Piracy is legal in Commander, Legacy, Vintage, and Oathbreaker, and Commander is the only format where it's even worth discussing. In a four-player game, you're potentially untapping with access to twelve or more additional lands for a single turn, which is the kind of resource spike that ends games on the spot. Legacy and Vintage have faster, more consistent ways to generate absurd mana — nobody is casting Piracy in a sanctioned Legacy event. Oathbreaker is legal but the smaller player counts shrink the payoff significantly. This is a Commander card, full stop.

Key Combos

Combo lines featuring this card

Budget Alternatives

Cheaper options that do most of the same work

There's no direct budget replacement for Piracy — nothing else gives you your opponents' actual lands for a turn at any price.
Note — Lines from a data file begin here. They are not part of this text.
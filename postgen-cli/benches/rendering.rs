// ABOUTME: Criterion benchmarks for the document renderer
// ABOUTME: Measures block classification, inline tokenization, and placeholder resolution

use criterion::{Criterion, criterion_group, criterion_main};
use postgen_cli::renderer::{ImagePool, render};
use std::hint::black_box;

fn sample_post() -> String {
    let mut post = String::new();
    for index in 0..50 {
        post.push_str(&format!("# 섹션 {}\n", index));
        post.push_str("본문에는 **굵은 글씨**와 *기울임*과 `코드`가 섞여 있습니다.\n");
        post.push_str("- 첫 번째 항목\n");
        post.push_str("- 두 번째 항목 ~~취소선~~\n");
        post.push_str("1. 번호 항목 [링크](https://example.com)\n");
        post.push_str("> 인용문 한 줄\n");
        post.push_str("{missing_image.png} 뒤에 오는 텍스트\n");
        post.push_str("---\n\n");
    }
    post
}

fn bench_render(c: &mut Criterion) {
    let post = sample_post();
    let pool = ImagePool::new();

    c.bench_function("render_50_sections", |b| {
        b.iter(|| render(black_box(&post), black_box(&pool)))
    });
}

fn bench_render_single_line(c: &mut Criterion) {
    let pool = ImagePool::new();
    let line = "본문 **굵게** *기울임* `코드` ~~취소~~ [링크](https://example.com)";

    c.bench_function("render_single_line", |b| {
        b.iter(|| render(black_box(line), black_box(&pool)))
    });
}

criterion_group!(benches, bench_render, bench_render_single_line);
criterion_main!(benches);
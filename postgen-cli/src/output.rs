// ABOUTME: This module handles output formatting for search results and the format catalog
// ABOUTME: It provides table formatting with color support and JSON formatting

use anyhow::Result;
use owo_colors::OwoColorize;
use postgen_sdk::{BlogSearchItem, strip_bold_tags};
use std::collections::BTreeMap;
use tabled::settings::Style;
use tabled::{Table, Tabled};

pub trait OutputFormat {
    fn format_results(&self, items: &[BlogSearchItem]) -> Result<String>;
    fn format_formats(&self, formats: &BTreeMap<String, String>) -> Result<String>;
}

pub struct TableFormatter {
    use_color: bool,
}

impl TableFormatter {
    pub fn new(use_color: bool) -> Self {
        Self { use_color }
    }

    // Titles are frequently Korean; truncate on char boundaries, not bytes.
    fn truncate(text: &str, max_len: usize) -> String {
        if text.chars().count() <= max_len {
            text.to_string()
        } else {
            let kept: String = text.chars().take(max_len.saturating_sub(3)).collect();
            format!("{}...", kept)
        }
    }

    fn format_blogger(&self, blogger_name: &str) -> String {
        if blogger_name.is_empty() {
            if self.use_color {
                "Unknown".dimmed().to_string()
            } else {
                "Unknown".to_string()
            }
        } else {
            blogger_name.to_string()
        }
    }
}

pub struct JsonFormatter {
    pretty: bool,
}

impl JsonFormatter {
    pub fn new(pretty: bool) -> Self {
        Self { pretty }
    }
}

impl OutputFormat for JsonFormatter {
    fn format_results(&self, items: &[BlogSearchItem]) -> Result<String> {
        if self.pretty {
            Ok(serde_json::to_string_pretty(items)?)
        } else {
            Ok(serde_json::to_string(items)?)
        }
    }

    fn format_formats(&self, formats: &BTreeMap<String, String>) -> Result<String> {
        if self.pretty {
            Ok(serde_json::to_string_pretty(formats)?)
        } else {
            Ok(serde_json::to_string(formats)?)
        }
    }
}

#[derive(Tabled)]
struct ResultRow {
    #[tabled(rename = "Title")]
    title: String,
    #[tabled(rename = "Blogger")]
    blogger: String,
    #[tabled(rename = "Date")]
    date: String,
    #[tabled(rename = "Link")]
    link: String,
}

#[derive(Tabled)]
struct FormatRow {
    #[tabled(rename = "Format")]
    name: String,
    #[tabled(rename = "Description")]
    description: String,
}

impl OutputFormat for TableFormatter {
    fn format_results(&self, items: &[BlogSearchItem]) -> Result<String> {
        let rows: Vec<ResultRow> = items
            .iter()
            .map(|item| ResultRow {
                title: Self::truncate(&strip_bold_tags(&item.title), 40),
                blogger: self.format_blogger(&item.blogger_name),
                date: item.post_date.clone(),
                link: item.link.clone(),
            })
            .collect();

        let mut table = Table::new(rows);
        table.with(Style::psql());
        Ok(table.to_string())
    }

    fn format_formats(&self, formats: &BTreeMap<String, String>) -> Result<String> {
        let rows: Vec<FormatRow> = formats
            .iter()
            .map(|(name, description)| FormatRow {
                name: name.clone(),
                description: Self::truncate(description, 60),
            })
            .collect();

        let mut table = Table::new(rows);
        table.with(Style::psql());
        Ok(table.to_string())
    }
}

#[cfg(test)]
mod tests {
    use super::*;

    fn sample_item(title: &str, blogger: &str) -> BlogSearchItem {
        BlogSearchItem {
            title: title.to_string(),
            link: "https://blog.example/1".to_string(),
            description: "desc".to_string(),
            blogger_name: blogger.to_string(),
            blogger_link: String::new(),
            post_date: "20240101".to_string(),
        }
    }

    #[test]
    fn test_table_strips_bold_tags() {
        let formatter = TableFormatter::new(false);
        let output = formatter
            .format_results(&[sample_item("<b>제주도</b> 여행", "blogger")])
            .unwrap();
        assert!(output.contains("제주도 여행"));
        assert!(!output.contains("<b>"));
    }

    #[test]
    fn test_table_unknown_blogger() {
        let formatter = TableFormatter::new(false);
        let output = formatter.format_results(&[sample_item("t", "")]).unwrap();
        assert!(output.contains("Unknown"));
    }

    #[test]
    fn test_truncate_multibyte_safe() {
        let long_korean = "가".repeat(50);
        let truncated = TableFormatter::truncate(&long_korean, 40);
        assert!(truncated.ends_with("..."));
        assert_eq!(truncated.chars().count(), 40);
    }

    #[test]
    fn test_json_results() {
        let formatter = JsonFormatter::new(false);
        let output = formatter.format_results(&[sample_item("title", "b")]).unwrap();
        assert!(output.contains("\"title\":\"title\""));
    }

    #[test]
    fn test_json_formats_pretty() {
        let formatter = JsonFormatter::new(true);
        let mut formats = BTreeMap::new();
        formats.insert("naver_blog".to_string(), "desc".to_string());
        let output = formatter.format_formats(&formats).unwrap();
        assert!(output.contains("naver_blog"));
        assert!(output.contains('\n'));
    }
}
Bribery and Treachery poach permanents rather than mana, while Cabal Coffers effects or Turnabout generate large mana without the theft angle; none of them replicate what Piracy does. If the goal is a one-turn mana explosion rather than the flavor of stealing, Jeska's Will or Mana Geyser come within shouting distance for under a dollar and will outperform Piracy in most Commander pods.

Price Context

Current price

$73.13 premium tier

At $73.13, Piracy sits firmly in premium territory for a card that sees almost no competitive play and is a casual novelty in Commander. The price reflects scarcity from an old, low-print-run set rather than demand, and without a reprint it tends to hold — but that's a lot of money for a win-more card that requires a specific board state to pay off.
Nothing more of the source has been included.